[TASK PROMPT] Report each line of the data that contains the string "RevokedToken".

[Saved entries]

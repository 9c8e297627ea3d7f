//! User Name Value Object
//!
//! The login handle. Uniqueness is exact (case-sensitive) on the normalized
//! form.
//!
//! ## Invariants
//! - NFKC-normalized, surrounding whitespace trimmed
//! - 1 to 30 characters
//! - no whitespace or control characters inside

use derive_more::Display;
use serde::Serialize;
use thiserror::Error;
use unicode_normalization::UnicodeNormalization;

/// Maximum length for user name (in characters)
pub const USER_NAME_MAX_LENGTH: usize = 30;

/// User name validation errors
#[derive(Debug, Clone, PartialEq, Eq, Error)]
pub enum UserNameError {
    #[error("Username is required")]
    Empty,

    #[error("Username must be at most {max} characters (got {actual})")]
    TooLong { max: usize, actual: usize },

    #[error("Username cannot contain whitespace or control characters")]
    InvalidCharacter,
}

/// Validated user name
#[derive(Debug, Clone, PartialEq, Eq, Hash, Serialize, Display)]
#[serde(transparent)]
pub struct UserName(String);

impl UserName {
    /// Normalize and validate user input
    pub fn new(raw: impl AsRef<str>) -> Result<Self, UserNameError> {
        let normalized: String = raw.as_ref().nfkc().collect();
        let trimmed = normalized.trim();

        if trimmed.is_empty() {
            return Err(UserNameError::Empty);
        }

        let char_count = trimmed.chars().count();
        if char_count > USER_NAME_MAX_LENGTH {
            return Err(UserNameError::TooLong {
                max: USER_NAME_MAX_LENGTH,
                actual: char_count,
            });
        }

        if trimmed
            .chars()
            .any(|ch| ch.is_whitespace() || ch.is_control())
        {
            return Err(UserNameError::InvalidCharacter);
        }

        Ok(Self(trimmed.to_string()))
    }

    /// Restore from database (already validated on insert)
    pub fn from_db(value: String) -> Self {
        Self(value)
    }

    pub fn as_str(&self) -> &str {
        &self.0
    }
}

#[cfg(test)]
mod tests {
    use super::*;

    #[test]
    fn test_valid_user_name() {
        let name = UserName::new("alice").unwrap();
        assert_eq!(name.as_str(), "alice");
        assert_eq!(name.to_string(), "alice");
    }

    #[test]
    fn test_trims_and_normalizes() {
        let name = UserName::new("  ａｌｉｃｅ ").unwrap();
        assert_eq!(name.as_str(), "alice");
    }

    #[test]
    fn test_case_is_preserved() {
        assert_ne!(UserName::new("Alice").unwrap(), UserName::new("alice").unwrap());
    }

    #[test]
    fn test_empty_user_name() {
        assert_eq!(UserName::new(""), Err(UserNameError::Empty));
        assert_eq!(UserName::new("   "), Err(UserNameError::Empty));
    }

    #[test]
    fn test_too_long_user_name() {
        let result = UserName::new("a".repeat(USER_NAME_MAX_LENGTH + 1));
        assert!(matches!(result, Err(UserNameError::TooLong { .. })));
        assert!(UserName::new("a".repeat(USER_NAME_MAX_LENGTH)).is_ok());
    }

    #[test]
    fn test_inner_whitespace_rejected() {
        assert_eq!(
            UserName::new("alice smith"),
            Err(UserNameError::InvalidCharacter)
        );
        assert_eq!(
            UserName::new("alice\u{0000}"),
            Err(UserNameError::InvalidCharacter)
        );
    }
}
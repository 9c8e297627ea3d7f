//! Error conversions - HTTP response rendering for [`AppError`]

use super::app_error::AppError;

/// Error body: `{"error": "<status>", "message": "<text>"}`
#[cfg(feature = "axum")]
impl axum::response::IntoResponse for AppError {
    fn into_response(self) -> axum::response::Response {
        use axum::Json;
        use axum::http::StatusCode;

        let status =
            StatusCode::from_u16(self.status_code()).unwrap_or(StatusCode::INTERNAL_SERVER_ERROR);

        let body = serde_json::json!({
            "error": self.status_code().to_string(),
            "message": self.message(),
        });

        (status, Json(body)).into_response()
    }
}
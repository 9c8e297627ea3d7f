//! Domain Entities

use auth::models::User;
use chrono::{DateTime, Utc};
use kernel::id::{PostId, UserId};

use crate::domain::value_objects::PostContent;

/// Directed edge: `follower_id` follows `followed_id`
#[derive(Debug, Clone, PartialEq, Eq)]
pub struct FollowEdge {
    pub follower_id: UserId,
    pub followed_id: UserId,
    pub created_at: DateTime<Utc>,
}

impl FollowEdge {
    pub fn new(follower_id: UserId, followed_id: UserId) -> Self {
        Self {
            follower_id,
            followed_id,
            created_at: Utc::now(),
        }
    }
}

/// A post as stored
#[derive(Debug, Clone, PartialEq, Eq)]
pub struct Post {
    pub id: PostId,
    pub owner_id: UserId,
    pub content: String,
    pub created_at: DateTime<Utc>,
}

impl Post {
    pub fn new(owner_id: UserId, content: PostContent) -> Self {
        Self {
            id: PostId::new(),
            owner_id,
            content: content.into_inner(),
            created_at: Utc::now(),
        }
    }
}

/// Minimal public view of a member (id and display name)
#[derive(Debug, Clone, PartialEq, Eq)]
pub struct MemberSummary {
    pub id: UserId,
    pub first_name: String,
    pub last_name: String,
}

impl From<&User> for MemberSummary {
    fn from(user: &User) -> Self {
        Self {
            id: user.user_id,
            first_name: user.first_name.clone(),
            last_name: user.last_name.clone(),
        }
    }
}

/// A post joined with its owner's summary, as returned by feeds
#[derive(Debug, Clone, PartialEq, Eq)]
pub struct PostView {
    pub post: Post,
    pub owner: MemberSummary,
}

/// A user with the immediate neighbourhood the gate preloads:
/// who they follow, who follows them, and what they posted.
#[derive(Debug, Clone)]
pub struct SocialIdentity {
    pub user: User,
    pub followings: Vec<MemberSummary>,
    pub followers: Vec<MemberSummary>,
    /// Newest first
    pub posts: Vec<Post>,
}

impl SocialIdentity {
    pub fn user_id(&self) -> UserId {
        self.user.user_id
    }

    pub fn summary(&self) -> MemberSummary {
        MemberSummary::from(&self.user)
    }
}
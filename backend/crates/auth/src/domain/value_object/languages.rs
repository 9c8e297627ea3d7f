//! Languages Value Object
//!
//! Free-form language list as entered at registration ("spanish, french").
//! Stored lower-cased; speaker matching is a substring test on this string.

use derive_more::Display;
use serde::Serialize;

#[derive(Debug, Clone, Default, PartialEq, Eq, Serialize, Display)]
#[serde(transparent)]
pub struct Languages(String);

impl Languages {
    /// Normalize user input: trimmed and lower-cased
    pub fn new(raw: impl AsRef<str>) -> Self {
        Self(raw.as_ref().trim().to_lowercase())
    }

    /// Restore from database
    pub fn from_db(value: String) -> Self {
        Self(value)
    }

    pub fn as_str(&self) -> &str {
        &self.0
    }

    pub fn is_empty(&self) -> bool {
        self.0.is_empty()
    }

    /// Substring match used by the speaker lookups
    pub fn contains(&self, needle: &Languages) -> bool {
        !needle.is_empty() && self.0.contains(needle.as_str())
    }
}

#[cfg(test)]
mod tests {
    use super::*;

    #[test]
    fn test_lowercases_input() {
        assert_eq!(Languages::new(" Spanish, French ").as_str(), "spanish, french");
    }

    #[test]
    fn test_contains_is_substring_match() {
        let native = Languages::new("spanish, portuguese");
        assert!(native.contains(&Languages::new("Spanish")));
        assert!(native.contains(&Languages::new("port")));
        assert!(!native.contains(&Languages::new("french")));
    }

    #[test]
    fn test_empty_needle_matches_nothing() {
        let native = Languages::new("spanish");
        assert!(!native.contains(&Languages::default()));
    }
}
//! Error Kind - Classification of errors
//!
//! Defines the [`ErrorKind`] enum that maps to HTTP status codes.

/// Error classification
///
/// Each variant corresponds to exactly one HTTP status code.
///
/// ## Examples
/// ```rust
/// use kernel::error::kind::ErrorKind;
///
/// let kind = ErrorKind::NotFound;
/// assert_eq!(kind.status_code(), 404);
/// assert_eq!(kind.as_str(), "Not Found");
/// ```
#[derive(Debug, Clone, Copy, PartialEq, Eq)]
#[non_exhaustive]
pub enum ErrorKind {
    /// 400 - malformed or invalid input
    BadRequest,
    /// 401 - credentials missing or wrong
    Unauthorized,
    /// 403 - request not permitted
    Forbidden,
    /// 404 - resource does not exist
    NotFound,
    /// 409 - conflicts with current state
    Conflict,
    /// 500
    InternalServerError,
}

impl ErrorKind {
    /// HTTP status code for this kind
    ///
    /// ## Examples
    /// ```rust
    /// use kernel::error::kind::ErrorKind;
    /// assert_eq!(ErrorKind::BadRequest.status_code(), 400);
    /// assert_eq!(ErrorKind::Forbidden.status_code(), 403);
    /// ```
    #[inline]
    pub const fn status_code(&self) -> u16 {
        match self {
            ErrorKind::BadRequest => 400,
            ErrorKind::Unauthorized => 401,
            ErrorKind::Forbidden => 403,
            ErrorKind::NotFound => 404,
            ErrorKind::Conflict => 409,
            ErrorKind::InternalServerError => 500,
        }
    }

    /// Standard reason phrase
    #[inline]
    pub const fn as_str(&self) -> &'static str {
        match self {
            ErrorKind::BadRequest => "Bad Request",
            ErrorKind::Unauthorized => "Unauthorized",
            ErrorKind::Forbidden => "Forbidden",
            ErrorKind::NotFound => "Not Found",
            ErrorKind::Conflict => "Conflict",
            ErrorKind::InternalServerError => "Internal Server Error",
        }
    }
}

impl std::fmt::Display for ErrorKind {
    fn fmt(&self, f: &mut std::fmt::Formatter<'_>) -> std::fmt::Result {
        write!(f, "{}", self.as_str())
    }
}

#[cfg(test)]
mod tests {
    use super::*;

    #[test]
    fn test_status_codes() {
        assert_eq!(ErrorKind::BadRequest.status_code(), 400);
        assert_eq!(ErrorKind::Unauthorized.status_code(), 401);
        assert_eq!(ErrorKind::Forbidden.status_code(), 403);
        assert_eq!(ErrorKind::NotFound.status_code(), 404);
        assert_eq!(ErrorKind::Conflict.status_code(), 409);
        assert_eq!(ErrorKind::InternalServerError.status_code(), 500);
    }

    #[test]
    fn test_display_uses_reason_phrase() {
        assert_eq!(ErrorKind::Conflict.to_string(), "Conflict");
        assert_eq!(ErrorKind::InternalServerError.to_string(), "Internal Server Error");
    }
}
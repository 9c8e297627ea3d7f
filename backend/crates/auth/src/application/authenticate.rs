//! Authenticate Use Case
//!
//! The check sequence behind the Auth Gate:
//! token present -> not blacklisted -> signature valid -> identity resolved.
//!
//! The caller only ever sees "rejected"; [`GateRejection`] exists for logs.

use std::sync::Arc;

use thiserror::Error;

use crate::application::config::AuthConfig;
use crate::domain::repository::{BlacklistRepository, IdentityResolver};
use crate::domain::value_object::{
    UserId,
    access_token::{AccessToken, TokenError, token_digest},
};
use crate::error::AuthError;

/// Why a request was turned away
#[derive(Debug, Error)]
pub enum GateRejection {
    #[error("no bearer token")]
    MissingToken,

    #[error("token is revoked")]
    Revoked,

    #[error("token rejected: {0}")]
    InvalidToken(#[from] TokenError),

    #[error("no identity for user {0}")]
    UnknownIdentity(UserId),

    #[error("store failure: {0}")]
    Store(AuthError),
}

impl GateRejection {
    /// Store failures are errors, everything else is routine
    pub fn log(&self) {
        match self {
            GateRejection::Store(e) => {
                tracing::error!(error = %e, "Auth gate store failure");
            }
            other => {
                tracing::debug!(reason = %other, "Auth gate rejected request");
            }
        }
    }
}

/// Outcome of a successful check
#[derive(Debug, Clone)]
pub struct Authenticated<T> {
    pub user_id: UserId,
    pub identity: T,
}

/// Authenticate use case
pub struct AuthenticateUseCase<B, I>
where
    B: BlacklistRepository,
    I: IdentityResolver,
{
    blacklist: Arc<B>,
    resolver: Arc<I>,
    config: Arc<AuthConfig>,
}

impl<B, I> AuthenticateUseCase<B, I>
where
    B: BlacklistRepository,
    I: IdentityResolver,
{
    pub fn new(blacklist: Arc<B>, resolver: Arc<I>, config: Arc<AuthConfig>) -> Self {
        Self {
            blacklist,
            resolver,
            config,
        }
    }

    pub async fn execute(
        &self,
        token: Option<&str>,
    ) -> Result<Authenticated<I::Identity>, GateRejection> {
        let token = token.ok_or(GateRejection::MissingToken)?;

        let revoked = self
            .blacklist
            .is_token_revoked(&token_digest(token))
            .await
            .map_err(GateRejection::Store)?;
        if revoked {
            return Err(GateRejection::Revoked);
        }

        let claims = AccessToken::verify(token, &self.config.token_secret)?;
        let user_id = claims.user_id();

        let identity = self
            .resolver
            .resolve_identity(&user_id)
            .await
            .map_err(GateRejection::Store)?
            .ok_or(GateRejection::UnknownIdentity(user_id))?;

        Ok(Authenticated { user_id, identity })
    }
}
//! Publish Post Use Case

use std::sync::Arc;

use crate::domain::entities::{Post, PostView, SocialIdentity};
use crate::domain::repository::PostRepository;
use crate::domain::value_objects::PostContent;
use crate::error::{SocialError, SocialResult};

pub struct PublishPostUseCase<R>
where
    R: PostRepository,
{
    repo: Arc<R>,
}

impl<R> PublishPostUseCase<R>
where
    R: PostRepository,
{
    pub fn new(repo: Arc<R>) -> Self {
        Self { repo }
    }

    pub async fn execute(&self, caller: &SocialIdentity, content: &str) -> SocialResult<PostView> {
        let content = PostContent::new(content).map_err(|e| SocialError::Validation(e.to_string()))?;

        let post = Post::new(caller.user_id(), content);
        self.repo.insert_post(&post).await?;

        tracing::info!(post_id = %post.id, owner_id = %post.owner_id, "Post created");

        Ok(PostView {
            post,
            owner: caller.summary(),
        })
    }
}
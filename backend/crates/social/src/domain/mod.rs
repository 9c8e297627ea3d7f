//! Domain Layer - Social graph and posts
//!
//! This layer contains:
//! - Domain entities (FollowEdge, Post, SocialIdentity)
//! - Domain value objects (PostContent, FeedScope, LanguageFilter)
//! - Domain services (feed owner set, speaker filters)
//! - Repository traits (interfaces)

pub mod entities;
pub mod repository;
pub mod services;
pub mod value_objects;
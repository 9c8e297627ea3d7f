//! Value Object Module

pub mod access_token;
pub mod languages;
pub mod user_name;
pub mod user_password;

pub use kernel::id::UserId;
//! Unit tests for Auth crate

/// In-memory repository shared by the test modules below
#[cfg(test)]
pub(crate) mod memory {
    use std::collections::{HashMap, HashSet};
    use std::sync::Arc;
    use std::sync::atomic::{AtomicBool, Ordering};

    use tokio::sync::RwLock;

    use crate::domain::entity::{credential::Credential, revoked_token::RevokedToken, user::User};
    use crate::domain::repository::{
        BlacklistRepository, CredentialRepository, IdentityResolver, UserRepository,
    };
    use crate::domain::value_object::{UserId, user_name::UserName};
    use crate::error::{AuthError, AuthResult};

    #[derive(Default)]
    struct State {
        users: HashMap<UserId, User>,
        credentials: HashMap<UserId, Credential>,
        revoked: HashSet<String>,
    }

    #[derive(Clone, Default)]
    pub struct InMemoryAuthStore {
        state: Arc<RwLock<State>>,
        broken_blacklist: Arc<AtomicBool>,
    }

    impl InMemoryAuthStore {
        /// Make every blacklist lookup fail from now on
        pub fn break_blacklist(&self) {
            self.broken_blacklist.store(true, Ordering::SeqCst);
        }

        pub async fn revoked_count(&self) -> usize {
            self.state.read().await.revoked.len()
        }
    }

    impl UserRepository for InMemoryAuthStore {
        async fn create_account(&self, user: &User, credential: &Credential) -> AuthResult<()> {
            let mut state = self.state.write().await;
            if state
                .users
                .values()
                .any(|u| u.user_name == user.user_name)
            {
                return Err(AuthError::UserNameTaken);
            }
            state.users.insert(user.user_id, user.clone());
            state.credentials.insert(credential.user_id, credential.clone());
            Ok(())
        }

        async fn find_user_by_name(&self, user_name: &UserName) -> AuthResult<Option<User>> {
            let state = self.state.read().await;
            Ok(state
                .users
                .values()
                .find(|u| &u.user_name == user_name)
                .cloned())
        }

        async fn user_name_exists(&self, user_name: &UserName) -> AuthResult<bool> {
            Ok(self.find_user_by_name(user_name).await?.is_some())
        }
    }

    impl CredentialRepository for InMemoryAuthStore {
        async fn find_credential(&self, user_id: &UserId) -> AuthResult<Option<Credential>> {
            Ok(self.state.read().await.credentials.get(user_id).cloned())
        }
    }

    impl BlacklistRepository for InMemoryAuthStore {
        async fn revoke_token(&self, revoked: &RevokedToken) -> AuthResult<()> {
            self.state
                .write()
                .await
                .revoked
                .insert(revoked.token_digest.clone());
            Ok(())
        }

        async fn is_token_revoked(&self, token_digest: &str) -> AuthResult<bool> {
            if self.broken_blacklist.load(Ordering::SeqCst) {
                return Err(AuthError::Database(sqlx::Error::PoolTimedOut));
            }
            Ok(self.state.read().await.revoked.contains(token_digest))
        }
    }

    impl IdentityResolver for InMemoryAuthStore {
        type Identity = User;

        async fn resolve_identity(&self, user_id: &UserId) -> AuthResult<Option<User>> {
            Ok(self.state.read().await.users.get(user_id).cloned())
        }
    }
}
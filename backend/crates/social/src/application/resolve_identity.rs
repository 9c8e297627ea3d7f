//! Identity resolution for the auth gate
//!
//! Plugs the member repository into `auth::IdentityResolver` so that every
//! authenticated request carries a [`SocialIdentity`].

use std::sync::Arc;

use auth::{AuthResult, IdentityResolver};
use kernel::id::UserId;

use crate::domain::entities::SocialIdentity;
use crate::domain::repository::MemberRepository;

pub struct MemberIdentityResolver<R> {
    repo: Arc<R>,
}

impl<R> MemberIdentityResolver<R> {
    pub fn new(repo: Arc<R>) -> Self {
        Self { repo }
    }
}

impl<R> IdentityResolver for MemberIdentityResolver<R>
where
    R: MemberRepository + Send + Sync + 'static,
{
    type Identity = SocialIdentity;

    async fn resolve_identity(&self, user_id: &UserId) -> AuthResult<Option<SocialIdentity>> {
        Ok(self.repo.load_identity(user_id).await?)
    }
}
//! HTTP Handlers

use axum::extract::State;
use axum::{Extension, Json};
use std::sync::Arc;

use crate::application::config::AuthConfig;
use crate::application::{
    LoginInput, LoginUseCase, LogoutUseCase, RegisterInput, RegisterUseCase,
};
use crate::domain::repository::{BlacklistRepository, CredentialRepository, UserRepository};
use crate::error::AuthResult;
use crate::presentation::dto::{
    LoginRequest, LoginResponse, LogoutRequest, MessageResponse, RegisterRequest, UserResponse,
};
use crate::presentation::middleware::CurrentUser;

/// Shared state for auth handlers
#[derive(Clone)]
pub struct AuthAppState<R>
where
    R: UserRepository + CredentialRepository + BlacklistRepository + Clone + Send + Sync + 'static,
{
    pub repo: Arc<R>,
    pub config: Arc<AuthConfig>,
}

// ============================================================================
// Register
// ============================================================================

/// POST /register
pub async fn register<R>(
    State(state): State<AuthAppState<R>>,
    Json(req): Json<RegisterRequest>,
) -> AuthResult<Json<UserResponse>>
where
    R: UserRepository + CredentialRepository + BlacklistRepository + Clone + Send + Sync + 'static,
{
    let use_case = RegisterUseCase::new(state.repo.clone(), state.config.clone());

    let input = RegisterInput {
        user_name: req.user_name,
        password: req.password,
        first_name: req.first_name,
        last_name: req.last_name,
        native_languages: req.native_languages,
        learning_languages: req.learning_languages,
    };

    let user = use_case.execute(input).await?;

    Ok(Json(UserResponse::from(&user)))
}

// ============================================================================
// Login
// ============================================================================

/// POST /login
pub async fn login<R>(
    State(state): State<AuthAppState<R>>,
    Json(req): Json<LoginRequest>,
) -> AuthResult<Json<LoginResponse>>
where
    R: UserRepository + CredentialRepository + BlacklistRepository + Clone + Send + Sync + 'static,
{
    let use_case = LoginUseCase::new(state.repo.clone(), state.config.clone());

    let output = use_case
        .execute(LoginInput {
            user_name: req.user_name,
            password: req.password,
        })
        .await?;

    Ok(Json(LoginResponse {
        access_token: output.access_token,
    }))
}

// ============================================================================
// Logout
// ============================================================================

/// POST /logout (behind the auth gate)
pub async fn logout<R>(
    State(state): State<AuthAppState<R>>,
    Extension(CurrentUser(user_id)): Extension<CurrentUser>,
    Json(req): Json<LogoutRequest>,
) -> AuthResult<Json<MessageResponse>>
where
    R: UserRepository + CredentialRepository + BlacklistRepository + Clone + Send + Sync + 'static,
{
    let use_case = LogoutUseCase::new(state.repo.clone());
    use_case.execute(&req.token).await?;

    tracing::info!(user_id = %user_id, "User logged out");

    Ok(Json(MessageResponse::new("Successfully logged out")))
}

[RESULT OF THE EXERCISE]
    use crate::domain::entity::{credential::Credential, revoked_token::RevokedToken, user::User};
        async fn revoke_token(&self, revoked: &RevokedToken) -> AuthResult<()> {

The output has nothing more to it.